═══ Records to process
use axum::http::StatusCode;
use axum::response::{IntoResponse, Response};
use axum::Json;
use serde::Serialize;
use thiserror::Error;

#[derive(Debug, Error)]
pub enum AppError {
    #[error("Invalid request: {0}")]
    BadRequest(String),
    #[error("Unauthorized: {0}")]
    Unauthorized(String),
    #[error("Not found: {0}")]
    NotFound(String),
    #[error("Internal server error: {0}")]
    Internal(String),
}

#[derive(Debug, Serialize)]
struct ErrorBody {
    error: String,
}

impl AppError {
    pub fn bad_request(message: impl Into<String>) -> Self {
        Self::BadRequest(message.into())
    }

    pub fn unauthorized(message: impl Into<String>) -> Self {
        Self::Unauthorized(message.into())
    }
}

impl From<tally_core::Error> for AppError {
    fn from(error: tally_core::Error) -> Self {
        match error {
            tally_core::Error::NotFound(message) => Self::NotFound(message),
            error if error.is_client_error() => Self::BadRequest(error.to_string()),
            error => {
                tracing::error!(error = %error, "Engine failure");
                Self::Internal(error.to_string())
            }
        }
    }
}

impl IntoResponse for AppError {
    fn into_response(self) -> Response {
        let status = match self {
            Self::BadRequest(_) => StatusCode::BAD_REQUEST,
            Self::Unauthorized(_) => StatusCode::UNAUTHORIZED,
            Self::NotFound(_) => StatusCode::NOT_FOUND,
            Self::Internal(_) => StatusCode::INTERNAL_SERVER_ERROR,
        };
        let body = ErrorBody {
            error: self.to_string(),
        };
        (status, Json(body)).into_response()
    }
}
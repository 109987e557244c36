use std::collections::HashMap;
use std::env;
use std::fmt;
use std::path::PathBuf;
use std::str::FromStr;
use std::time::Duration;

use tally_core::EngineConfig;
use thiserror::Error;

#[derive(Debug, Error)]
pub enum ConfigError {
    #[error("Missing required environment variable: {0}")]
    MissingVar(&'static str),
    #[error("Invalid configuration: {0}")]
    Invalid(String),
}

#[derive(Clone)]
pub struct AppConfig {
    pub bind_addr: String,
    pub database_path: PathBuf,
    pub jwt_secret: String,
    pub jwt_issuer: Option<String>,
    pub auth_clock_skew: Duration,
    pub engine: EngineConfig,
}

impl fmt::Debug for AppConfig {
    fn fmt(&self, formatter: &mut fmt::Formatter<'_>) -> fmt::Result {
        formatter
            .debug_struct("AppConfig")
            .field("bind_addr", &self.bind_addr)
            .field("database_path", &self.database_path)
            .field("jwt_secret", &"[REDACTED]")
            .field("jwt_issuer", &self.jwt_issuer)
            .field("auth_clock_skew", &self.auth_clock_skew)
            .field("engine", &self.engine)
            .finish()
    }
}

impl AppConfig {
    pub fn from_env() -> Result<Self, ConfigError> {
        let values: HashMap<String, String> = env::vars().collect();
        Self::from_lookup(|name| values.get(name).cloned())
    }

    pub(crate) fn from_lookup(lookup: impl Fn(&str) -> Option<String>) -> Result<Self, ConfigError> {
        let bind_addr = value_or_default(&lookup, "TALLY_API_BIND_ADDR", "127.0.0.1:8080");
        let database_path =
            PathBuf::from(value_or_default(&lookup, "TALLY_DATABASE_PATH", "tally.db"));

        let jwt_secret = required_trimmed(&lookup, "AUTH_JWT_SECRET")?;
        let jwt_issuer = optional_trimmed(&lookup, "AUTH_JWT_ISSUER");

        let auth_clock_skew_secs =
            bounded::<u64>(&lookup, "AUTH_CLOCK_SKEW_SECS", "60", 0, 300)?;
        let max_batch_operations =
            bounded::<usize>(&lookup, "SYNC_MAX_BATCH_OPERATIONS", "500", 1, 5_000)?;
        let pull_page_limit = bounded::<usize>(&lookup, "SYNC_PULL_PAGE_LIMIT", "1000", 1, 10_000)?;

        Ok(Self {
            bind_addr,
            database_path,
            jwt_secret,
            jwt_issuer,
            auth_clock_skew: Duration::from_secs(auth_clock_skew_secs),
            engine: EngineConfig {
                max_batch_operations,
                pull_page_limit,
            },
        })
    }
}

fn bounded<T>(
    lookup: impl Fn(&str) -> Option<String>,
    name: &str,
    default: &str,
    min: T,
    max: T,
) -> Result<T, ConfigError>
where
    T: FromStr + PartialOrd + fmt::Display + Copy,
{
    let value = value_or_default(lookup, name, default)
        .parse::<T>()
        .map_err(|_| ConfigError::Invalid(format!("{name} must be an integer in [{min}, {max}]")))?;
    if value < min || value > max {
        return Err(ConfigError::Invalid(format!(
            "{name} must be in [{min}, {max}]"
        )));
    }
    Ok(value)
}

fn value_or_default(lookup: impl Fn(&str) -> Option<String>, name: &str, default: &str) -> String {
    optional_trimmed(lookup, name).unwrap_or_else(|| default.to_string())
}

fn required_trimmed(
    lookup: impl Fn(&str) -> Option<String>,
    name: &'static str,
) -> Result<String, ConfigError> {
    optional_trimmed(lookup, name).ok_or(ConfigError::MissingVar(name))
}

fn optional_trimmed(lookup: impl Fn(&str) -> Option<String>, name: &str) -> Option<String> {
    lookup(name).and_then(|value| {
        let trimmed = value.trim();
        if trimmed.is_empty() {
            None
        } else {
            Some(trimmed.to_string())
        }
    })
}

#[cfg(test)]
mod tests {
    use std::collections::HashMap;

    use super::*;

    fn load(pairs: &[(&str, &str)]) -> Result<AppConfig, ConfigError> {
        let map: HashMap<&str, &str> = pairs.iter().copied().collect();
        AppConfig::from_lookup(|key| map.get(key).map(|value| (*value).to_string()))
    }

    #[test]
    fn config_requires_jwt_secret() {
        let err = load(&[]).unwrap_err();
        assert!(err.to_string().contains("AUTH_JWT_SECRET"));
    }

    #[test]
    fn config_applies_defaults() {
        let config = load(&[("AUTH_JWT_SECRET", "secret")]).unwrap();
        assert_eq!(config.bind_addr, "127.0.0.1:8080");
        assert_eq!(config.database_path, PathBuf::from("tally.db"));
        assert_eq!(config.jwt_issuer, None);
        assert_eq!(config.auth_clock_skew, Duration::from_secs(60));
        assert_eq!(config.engine, EngineConfig::default());
    }

    #[test]
    fn config_rejects_out_of_range_limits() {
        let err = load(&[
            ("AUTH_JWT_SECRET", "secret"),
            ("SYNC_MAX_BATCH_OPERATIONS", "0"),
        ])
        .unwrap_err();
        assert!(err.to_string().contains("SYNC_MAX_BATCH_OPERATIONS"));

        let err = load(&[("AUTH_JWT_SECRET", "secret"), ("AUTH_CLOCK_SKEW_SECS", "soon")])
            .unwrap_err();
        assert!(err.to_string().contains("AUTH_CLOCK_SKEW_SECS"));
    }

    #[test]
    fn config_reads_engine_limits() {
        let config = load(&[
            ("AUTH_JWT_SECRET", "secret"),
            ("SYNC_MAX_BATCH_OPERATIONS", "50"),
            ("SYNC_PULL_PAGE_LIMIT", " 200 "),
        ])
        .unwrap();
        assert_eq!(config.engine.max_batch_operations, 50);
        assert_eq!(config.engine.pull_page_limit, 200);
    }

    #[test]
    fn config_redacts_sensitive_debug_fields() {
        let config = load(&[("AUTH_JWT_SECRET", "sensitive-signing-secret")]).unwrap();

        let debug_output = format!("{config:?}");
        assert!(!debug_output.contains("sensitive-signing-secret"));
        assert!(debug_output.contains("[REDACTED]"));
    }
}
use std::time::Duration;

use axum::http::HeaderMap;
use jsonwebtoken::{decode, Algorithm, DecodingKey, Validation};
use serde::Deserialize;

use crate::config::AppConfig;
use crate::error::AppError;

#[derive(Debug, Clone)]
pub struct AuthenticatedUser {
    pub user_id: String,
    pub session_id: Option<String>,
}

/// Verifies HS256 bearer tokens signed with the shared secret
#[derive(Clone)]
pub struct JwtVerifier {
    key: DecodingKey,
    validation: Validation,
    clock_skew: Duration,
}

impl JwtVerifier {
    pub fn new(config: &AppConfig) -> Self {
        let mut validation = Validation::new(Algorithm::HS256);
        validation.validate_aud = false;
        validation.leeway = config.auth_clock_skew.as_secs();
        if let Some(issuer) = config.jwt_issuer.as_deref() {
            validation.set_issuer(&[issuer]);
        }
        Self {
            key: DecodingKey::from_secret(config.jwt_secret.as_bytes()),
            validation,
            clock_skew: config.auth_clock_skew,
        }
    }

    pub fn verify_access_token(&self, token: &str) -> Result<AuthenticatedUser, AppError> {
        let decoded = decode::<AccessClaims>(token, &self.key, &self.validation).map_err(|error| {
            AppError::unauthorized(format!("Token validation failed: {}", sanitize(&error)))
        })?;

        if decoded.claims.sub.trim().is_empty() {
            return Err(AppError::unauthorized("Token subject is missing"));
        }
        validate_temporal_claims(&decoded.claims, self.clock_skew)?;

        Ok(AuthenticatedUser {
            user_id: decoded.claims.sub,
            session_id: decoded.claims.session_id.or(decoded.claims.jti),
        })
    }
}

pub fn extract_bearer_token(headers: &HeaderMap) -> Result<&str, AppError> {
    let header = headers
        .get("authorization")
        .ok_or_else(|| AppError::unauthorized("Missing Authorization header"))?
        .to_str()
        .map_err(|_| AppError::unauthorized("Authorization header is not valid UTF-8"))?;

    let (scheme, token) = header
        .split_once(' ')
        .ok_or_else(|| AppError::unauthorized("Authorization header must be `Bearer <token>`"))?;

    if !scheme.eq_ignore_ascii_case("bearer") {
        return Err(AppError::unauthorized(
            "Authorization scheme must be `Bearer`",
        ));
    }
    let token = token.trim();
    if token.is_empty() {
        return Err(AppError::unauthorized("Bearer token is empty"));
    }

    Ok(token)
}

#[derive(Debug, Deserialize)]
struct AccessClaims {
    sub: String,
    exp: Option<i64>,
    iat: Option<i64>,
    nbf: Option<i64>,
    jti: Option<String>,
    session_id: Option<String>,
}

fn validate_temporal_claims(claims: &AccessClaims, clock_skew: Duration) -> Result<(), AppError> {
    let now = chrono::Utc::now().timestamp();
    let skew = i64::try_from(clock_skew.as_secs()).unwrap_or(0);

    let exp = claims
        .exp
        .ok_or_else(|| AppError::unauthorized("Token missing `exp` claim"))?;
    if exp <= now.saturating_sub(skew) {
        return Err(AppError::unauthorized("Token is expired"));
    }

    if let Some(iat) = claims.iat {
        if iat > now.saturating_add(skew) {
            return Err(AppError::unauthorized("Token `iat` is in the future"));
        }
    }

    if let Some(nbf) = claims.nbf {
        if nbf > now.saturating_add(skew) {
            return Err(AppError::unauthorized("Token is not yet valid"));
        }
    }

    Ok(())
}

fn sanitize(error: &impl std::fmt::Display) -> String {
    error.to_string().replace('\n', " ").trim().to_string()
}
//! Optimistic concurrency check

/// Outcome of comparing a client's expected version with the stored one
#[derive(Debug, Clone, Copy, PartialEq, Eq)]
pub enum VersionCheck {
    Pass,
    Conflict {
        client_version: i64,
        server_version: i64,
    },
}

impl VersionCheck {
    pub const fn is_conflict(self) -> bool {
        matches!(self, Self::Conflict { .. })
    }
}

/// Strict-equality, server-wins version guard.
///
/// A write without an expected version is unconditional. A write whose
/// expected version differs from the stored one is rejected, never merged.
pub struct VersionGuard;

impl VersionGuard {
    pub const fn check(expected: Option<i64>, current: i64) -> VersionCheck {
        match expected {
            Some(client_version) if client_version != current => VersionCheck::Conflict {
                client_version,
                server_version: current,
            },
            _ => VersionCheck::Pass,
        }
    }
}

#[cfg(test)]
mod tests {
    use super::*;

    #[test]
    fn test_absent_version_passes() {
        assert_eq!(VersionGuard::check(None, 7), VersionCheck::Pass);
    }

    #[test]
    fn test_equal_version_passes() {
        assert_eq!(VersionGuard::check(Some(3), 3), VersionCheck::Pass);
    }

    #[test]
    fn test_stale_and_future_versions_conflict() {
        assert_eq!(
            VersionGuard::check(Some(2), 3),
            VersionCheck::Conflict {
                client_version: 2,
                server_version: 3
            }
        );
        // A client claiming a newer version than the server does not win either
        assert!(VersionGuard::check(Some(4), 3).is_conflict());
    }
}
//! Sync conflict model

use serde::{Deserialize, Serialize};
use serde_json::Value;

/// Both sides of a rejected write, returned to the client for manual resolution.
///
/// The server state is authoritative; the client must reconcile and resubmit
/// with `server_version` as its expected version.
#[derive(Debug, Clone, PartialEq, Serialize, Deserialize)]
pub struct ConflictData {
    /// Version the client expected the record to be at
    pub client_version: i64,
    /// Version the record is actually at
    pub server_version: i64,
    /// Full current server-side record
    pub server_data: Value,
    /// Data the client attempted to write (updates only)
    #[serde(skip_serializing_if = "Option::is_none")]
    pub client_data: Option<Value>,
}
══════
Lines holding the word "Deserialize" are the answer; copy each one from the records above.

use serde::Deserialize;
#[derive(Debug, Deserialize)]
use serde::{Deserialize, Serialize};
#[derive(Debug, Clone, PartialEq, Serialize, Deserialize)]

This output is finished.